Go through the lines below and retype each one exactly.

*-*-*

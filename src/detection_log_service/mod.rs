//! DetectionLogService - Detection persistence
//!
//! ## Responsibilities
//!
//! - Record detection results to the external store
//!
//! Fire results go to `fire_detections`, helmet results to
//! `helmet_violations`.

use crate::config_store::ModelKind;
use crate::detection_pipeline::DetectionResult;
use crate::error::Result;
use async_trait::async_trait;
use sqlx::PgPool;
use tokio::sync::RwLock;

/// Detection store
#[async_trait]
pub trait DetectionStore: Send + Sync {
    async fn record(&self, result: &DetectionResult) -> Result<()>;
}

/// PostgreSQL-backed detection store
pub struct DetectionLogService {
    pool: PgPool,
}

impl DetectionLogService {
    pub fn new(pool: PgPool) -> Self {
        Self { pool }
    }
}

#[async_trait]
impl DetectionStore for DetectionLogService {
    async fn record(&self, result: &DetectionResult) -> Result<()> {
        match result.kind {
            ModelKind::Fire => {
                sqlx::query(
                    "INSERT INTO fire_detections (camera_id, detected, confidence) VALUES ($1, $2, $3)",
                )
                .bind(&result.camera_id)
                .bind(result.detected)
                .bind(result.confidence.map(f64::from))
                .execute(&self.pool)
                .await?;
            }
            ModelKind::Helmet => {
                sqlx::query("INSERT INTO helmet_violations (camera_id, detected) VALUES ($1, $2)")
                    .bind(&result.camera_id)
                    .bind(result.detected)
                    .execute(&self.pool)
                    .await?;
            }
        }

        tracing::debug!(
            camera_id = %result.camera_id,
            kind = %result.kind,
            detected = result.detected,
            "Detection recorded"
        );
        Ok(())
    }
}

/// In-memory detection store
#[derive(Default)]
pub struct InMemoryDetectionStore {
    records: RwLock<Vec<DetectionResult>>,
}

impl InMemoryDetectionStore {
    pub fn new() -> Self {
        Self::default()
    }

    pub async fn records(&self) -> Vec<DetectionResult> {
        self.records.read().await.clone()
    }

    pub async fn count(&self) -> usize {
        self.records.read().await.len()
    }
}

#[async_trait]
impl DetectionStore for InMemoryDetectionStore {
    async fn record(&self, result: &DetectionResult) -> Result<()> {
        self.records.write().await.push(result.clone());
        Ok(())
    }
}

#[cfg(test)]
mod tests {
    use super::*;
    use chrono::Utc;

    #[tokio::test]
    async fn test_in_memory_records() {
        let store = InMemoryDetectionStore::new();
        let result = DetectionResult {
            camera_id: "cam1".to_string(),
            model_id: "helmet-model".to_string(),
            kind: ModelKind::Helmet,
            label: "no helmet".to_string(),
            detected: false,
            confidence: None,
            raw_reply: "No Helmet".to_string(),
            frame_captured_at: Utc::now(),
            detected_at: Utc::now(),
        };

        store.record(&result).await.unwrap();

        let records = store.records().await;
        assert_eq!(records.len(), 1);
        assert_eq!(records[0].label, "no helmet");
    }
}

*-*-*

(Reply to the task)
filename src/detection_log_service/mod.rs
//! DetectionLogService - Detection persistence
//!
//! ## Responsibilities
//!
//! - Record detection results to the external store
//!
//! Fire results go to `fire_detections`, helmet results to
//! `helmet_violations`.

use crate::config_store::ModelKind;
use crate::detection_pipeline::DetectionResult;
use crate::error::Result;
use async_trait::async_trait;
use sqlx::PgPool;
use tokio::sync::RwLock;

/// Detection store
#[async_trait]
pub trait DetectionStore: Send + Sync {
    async fn record(&self, result: &DetectionResult) -> Result<()>;
}

/// PostgreSQL-backed detection store
pub struct DetectionLogService {
    pool: PgPool,
}

impl DetectionLogService {
    pub fn new(pool: PgPool) -> Self {
        Self { pool }
    }
}

#[async_trait]
impl DetectionStore for DetectionLogService {
    async fn record(&self, result: &DetectionResult) -> Result<()> {
        match result.kind {
            ModelKind::Fire => {
                sqlx::query(
                    "INSERT INTO fire_detections (camera_id, detected, confidence) VALUES ($1, $2, $3)",
                )
                .bind(&result.camera_id)
                .bind(result.detected)
                .bind(result.confidence.map(f64::from))
                .execute(&self.pool)
                .await?;
            }
            ModelKind::Helmet => {
                sqlx::query("INSERT INTO helmet_violations (camera_id, detected) VALUES ($1, $2)")
                    .bind(&result.camera_id)
                    .bind(result.detected)
                    .execute(&self.pool)
                    .await?;
            }
        }

        tracing::debug!(
            camera_id = %result.camera_id,
            kind = %result.kind,
            detected = result.detected,
            "Detection recorded"
        );
        Ok(())
    }
}

/// In-memory detection store
#[derive(Default)]
pub struct InMemoryDetectionStore {
    records: RwLock<Vec<DetectionResult>>,
}

impl InMemoryDetectionStore {
    pub fn new() -> Self {
        Self::default()
    }

    pub async fn records(&self) -> Vec<DetectionResult> {
        self.records.read().await.clone()
    }

    pub async fn count(&self) -> usize {
        self.records.read().await.len()
    }
}

#[async_trait]
impl DetectionStore for InMemoryDetectionStore {
    async fn record(&self, result: &DetectionResult) -> Result<()> {
        self.records.write().await.push(result.clone());
        Ok(())
    }
}

#[cfg(test)]
mod tests {
    use super::*;
    use chrono::Utc;

    #[tokio::test]
    async fn test_in_memory_records() {
        let store = InMemoryDetectionStore::new();
        let result = DetectionResult {
            camera_id: "cam1".to_string(),
            model_id: "helmet-model".to_string(),
            kind: ModelKind::Helmet,
            label: "no helmet".to_string(),
            detected: false,
            confidence: None,
            raw_reply: "No Helmet".to_string(),
            frame_captured_at: Utc::now(),
            detected_at: Utc::now(),
        };

        store.record(&result).await.unwrap();

        let records = store.records().await;
        assert_eq!(records.len(), 1);
        assert_eq!(records[0].label, "no helmet");
    }
}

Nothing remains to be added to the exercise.